[Data items]
BEGIN

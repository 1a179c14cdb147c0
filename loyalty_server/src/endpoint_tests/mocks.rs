use std::time::Duration;

use async_trait::async_trait;
use loyalty_engine::{
    db_types::{OrderNumber, Points},
    AccrualApi,
    AccrualError,
    AccrualResult,
    AccrualStatus,
};
use mockall::mock;

mock! {
    pub Authority {}
    #[async_trait]
    impl AccrualApi for Authority {
        async fn fetch_accrual(&self, number: &OrderNumber, deadline: Duration) -> Result<AccrualResult, AccrualError>;
    }
}

/// An authority that can never be reached. Orders stay `NEW`.
pub fn offline_authority() -> MockAuthority {
    let mut authority = MockAuthority::new();
    authority.expect_fetch_accrual().returning(|_, _| Err(AccrualError::Transport("connection refused".into())));
    authority
}

/// An authority that awards `points` to every order.
pub fn generous_authority(points: i64) -> MockAuthority {
    let mut authority = MockAuthority::new();
    authority.expect_fetch_accrual().returning(move |number, _| {
        Ok(AccrualResult {
            order_number: number.clone(),
            status: AccrualStatus::Processed,
            accrual: Points::from_whole(points),
        })
    });
    authority
}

END

Please restate, word for word, the lines of the entries that run from the first line through the one holding "impl AccrualApi for", and add nothing.

repository 1a179c14cdb147c0
filename loyalty_server/src/endpoint_tests/mocks.rs
use std::time::Duration;

use async_trait::async_trait;
use loyalty_engine::{
    db_types::{OrderNumber, Points},
    AccrualApi,
    AccrualError,
    AccrualResult,
    AccrualStatus,
};
use mockall::mock;

mock! {
    pub Authority {}
    #[async_trait]
    impl AccrualApi for Authority {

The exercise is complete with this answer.